ズルはかなり離れたところにある町で、長旅になるだろうと、彼らは多めの食料を持った。

「疲れたらすぐに言えよ」
「そんなにヤワじゃないさ……と言いたいところだが、残念ながら今の僕はかなりヤワだ。悪いけど、休み休みの移動になると思う」
「分かってるぜ」
そうして二人は旅立った。野を越え草原を越え、地図を見ながらズルへと歩を進めた。途中、何人もの冒険者が通ってできた道が、山の麓の森へと続いているのが見えた。あれが、鉄獄だ。
鉄獄の入り口に立つと、うっそうと茂る森の向こうに山の頂が見える。近くには湖もある。いっそのどかですらあるそこにあるのが、多くの冒険者が向かっていっては帰ってこないダンジョンだとは、すぐには信じがたい。けれど今回の目的はそこではない。彼らは森を横目に通り過ぎて歩いた。ズルは大陸から海を渡ったところにある。

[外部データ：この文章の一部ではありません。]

//! Reporting utilities: money formatting and listing summaries.

pub mod format;

pub use format::*;
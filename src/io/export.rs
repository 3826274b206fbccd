//! Export a resolved chart to JSON.
//!
//! The JSON is the hand-off format for an external rendering surface
//! (web page, notebook, etc.). The schema is defined by `domain::ChartSpec`.

use std::fs::File;
use std::io::Write;
use std::path::Path;

use serde::Serialize;
use tracing::info;

use crate::domain::{ChartSpec, ListingView, UNKNOWN_RULE_MESSAGE};
use crate::error::AppError;

/// Chart file written by `gouge export`.
#[derive(Debug, Clone, Serialize)]
pub struct ChartFile<'a> {
    pub tool: &'static str,
    pub listing_id: &'a str,
    pub gouging_rule: &'static str,
    pub price_ceiling: Option<f64>,
    pub chart: &'a ChartSpec,
}

impl<'a> ChartFile<'a> {
    /// Fails when the listing has no chart (unknown gouging rule).
    pub fn from_view(view: &'a ListingView) -> Result<Self, AppError> {
        let chart = view
            .chart
            .as_ref()
            .ok_or_else(|| AppError::new(3, UNKNOWN_RULE_MESSAGE))?;
        Ok(Self {
            tool: "gouge",
            listing_id: &view.record.listing_id,
            gouging_rule: view.rule.display_name(),
            price_ceiling: view.ceiling.map(|c| c.value()),
            chart,
        })
    }
}

/// Write the chart JSON to `path`, or to stdout when `path` is `None`.
pub fn write_chart_json(path: Option<&Path>, view: &ListingView) -> Result<(), AppError> {
    let file = ChartFile::from_view(view)?;
    match path {
        Some(path) => {
            let out = File::create(path)
                .map_err(|e| AppError::new(2, format!("Failed to create chart JSON '{}': {e}", path.display())))?;
            serde_json::to_writer_pretty(out, &file)
                .map_err(|e| AppError::new(2, format!("Failed to write chart JSON: {e}")))?;
            info!(path = %path.display(), "chart exported");
        }
        None => {
            let mut stdout = std::io::stdout().lock();
            serde_json::to_writer_pretty(&mut stdout, &file)
                .map_err(|e| AppError::new(2, format!("Failed to write chart JSON: {e}")))?;
            writeln!(stdout).map_err(|e| AppError::new(2, format!("Failed to write chart JSON: {e}")))?;
        }
    }
    Ok(())
}

#[cfg(test)]
mod tests {
    use super::*;
    use crate::app::pipeline::build_view;
    use crate::domain::{ChartRules, ListingRecord};

    #[test]
    fn chart_file_serializes_dates_and_optional_parts() {
        let record = ListingRecord {
            listing_id: "L9".to_string(),
            gouging_rule: Some("fmr".to_string()),
            latest_price: Some(2400.0),
            latest_price_date: Some("2025-02-10".to_string()),
            ..ListingRecord::default()
        };
        let view = build_view(record, &ChartRules::default()).unwrap();
        let json = serde_json::to_value(ChartFile::from_view(&view).unwrap()).unwrap();

        assert_eq!(json["listing_id"], "L9");
        assert_eq!(json["gouging_rule"], "FMR");
        assert!(json["price_ceiling"].is_null());
        assert!(json["chart"]["shaded_region"].is_null());
        assert_eq!(json["chart"]["line"][0][0], "2025-02-10");
        assert_eq!(json["chart"]["emergency_line"]["date"], "2025-01-07");
        assert_eq!(json["chart"]["labels"][0]["label"], "current");
        assert_eq!(json["chart"]["x_ticks"].as_array().unwrap().len(), 2);
    }

    #[test]
    fn unknown_rule_has_nothing_to_export() {
        let record = ListingRecord {
            listing_id: "L10".to_string(),
            gouging_rule: Some("rentcontrol".to_string()),
            ..ListingRecord::default()
        };
        let view = build_view(record, &ChartRules::default()).unwrap();
        let err = ChartFile::from_view(&view).unwrap_err();
        assert_eq!(err.exit_code(), 3);
        assert_eq!(err.to_string(), "Unknown gouging rule; unable to calculate ceiling.");
    }
}
//! Reporting utilities: dollar formatting and the textual listing summary.
//!
//! We keep formatting code in one place so:
//! - the chart code stays clean and testable
//! - output changes are localized (important for snapshot tests)

use chrono::NaiveDate;

use crate::domain::{ChartRules, GougingRule, ListingView, RawObservation, UNKNOWN_RULE_MESSAGE};

const NA: &str = "N/A";

/// `$1,234` style: thousands-separated, rounded to whole dollars.
pub fn fmt_dollars(v: f64) -> String {
    let rounded = v.round();
    let digits = format!("{:.0}", rounded.abs());
    let mut grouped = String::with_capacity(digits.len() + digits.len() / 3);
    for (i, ch) in digits.chars().enumerate() {
        if i > 0 && (digits.len() - i) % 3 == 0 {
            grouped.push(',');
        }
        grouped.push(ch);
    }
    if rounded < 0.0 {
        format!("$-{grouped}")
    } else {
        format!("${grouped}")
    }
}

/// Format the listing header, home info and the rule-specific price metrics.
pub fn format_listing_summary(view: &ListingView, rules: &ChartRules) -> String {
    let r = &view.record;
    let h = &view.history;
    let mut out = String::new();

    let street = r.street_address.as_deref().unwrap_or(NA);
    let city = r.city.as_deref().unwrap_or(NA);
    out.push_str(&format!("=== {street}, {city} ===\n"));
    if let Some(url) = r.listing_url.as_deref().filter(|u| !u.is_empty() && *u != "#") {
        out.push_str(&format!("{url}\n"));
    }

    out.push_str(&format!(
        "Listing Agent: {} | Phone: {} | Type: {} | Bedrooms: {} | ZIP Code: {} | Currently Listed: {}\n",
        r.agent_name.as_deref().unwrap_or(NA),
        r.agent_phone_number.as_deref().unwrap_or(NA),
        r.home_type.as_deref().unwrap_or(NA),
        fmt_count(r.bedrooms),
        r.zipcode.as_deref().unwrap_or(NA),
        if r.is_currently_unlisted.unwrap_or(false) { "No" } else { "Yes" },
    ));

    out.push_str(&format!(
        "Current Rent: {} | Gouged Since: {} | Rule: {} | Rent Gouging?: {}\n",
        fmt_opt_dollars(h.latest.price),
        fmt_opt_date(h.first_gouged.date, "%m/%d"),
        view.rule.display_name(),
        if view.rule == GougingRule::Tenpercent { "Yes" } else { "Maybe" },
    ));
    out.push('\n');

    match view.rule {
        GougingRule::Tenpercent => {
            out.push_str(&format!(
                "Original Rent: {} | First Gouged Rent: {} | Current Rent: {} | Rent Increase: {}\n",
                fmt_opt_dollars(h.base.price),
                fmt_opt_dollars(h.first_gouged.price),
                fmt_opt_dollars(h.latest.price),
                pct_change(h.latest.price, h.base.price),
            ));
        }
        GougingRule::Fmr => {
            out.push_str(&format!(
                "Fair Market Rent (FMR): {} | Legal % of FMR: {:.0}% | Max Legal Rent: {}\n",
                fmt_opt_dollars(r.fair_market_rent),
                rules.fmr_multiplier * 100.0,
                fmt_opt_dollars(view.ceiling.map(|c| c.value())),
            ));
            out.push_str(&format!(
                "Current Rent: {} | Peak Rent: {} | Actual % of FMR: {}\n",
                fmt_opt_dollars(h.latest.price),
                fmt_opt_dollars(h.emergency_peak.price),
                pct_of(h.latest.price, r.fair_market_rent),
            ));
            out.push_str(&format!("- First Gouged Price: {}\n", fmt_event(h.first_gouged)));
            out.push_str(&format!("- Highest Gouged Price: {}\n", fmt_event(h.emergency_peak)));
            out.push_str(&format!("- Current Price: {}\n", fmt_event(h.latest)));
        }
        GougingRule::Unknown => {
            out.push_str(&format!("Status: {UNKNOWN_RULE_MESSAGE}\n"));
        }
    }

    out
}

fn fmt_opt_dollars(v: Option<f64>) -> String {
    v.map(fmt_dollars).unwrap_or_else(|| NA.to_string())
}

fn fmt_opt_date(d: Option<NaiveDate>, fmt: &str) -> String {
    d.map(|d| d.format(fmt).to_string()).unwrap_or_else(|| NA.to_string())
}

fn fmt_event(obs: RawObservation) -> String {
    format!(
        "{} on {}",
        fmt_opt_dollars(obs.price),
        fmt_opt_date(obs.date, "%B %d, %Y")
    )
}

fn fmt_count(v: Option<f64>) -> String {
    match v {
        Some(v) if v.fract() == 0.0 => format!("{v:.0}"),
        Some(v) => format!("{v}"),
        None => NA.to_string(),
    }
}

fn pct_change(price: Option<f64>, base: Option<f64>) -> String {
    match (price, base) {
        (Some(p), Some(b)) if b > 0.0 => format!("{:.1}%", (p / b - 1.0) * 100.0),
        _ => NA.to_string(),
    }
}

fn pct_of(price: Option<f64>, benchmark: Option<f64>) -> String {
    match (price, benchmark) {
        (Some(p), Some(b)) if b > 0.0 => format!("{:.0}%", p / b * 100.0),
        _ => NA.to_string(),
    }
}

彼らは2日をかけて、港町アングウィルに到着した。この町に二人一緒にやってくるのは初めてだ。アルビノのハーフエルフを気遣うバルログという図は、予想通り好奇の目で見られた。そんなもの慣れっこだったから、ふたりとも気にも留めなかったが。
承太郎はまあまあのランクの宿を探して、二人部屋を取った。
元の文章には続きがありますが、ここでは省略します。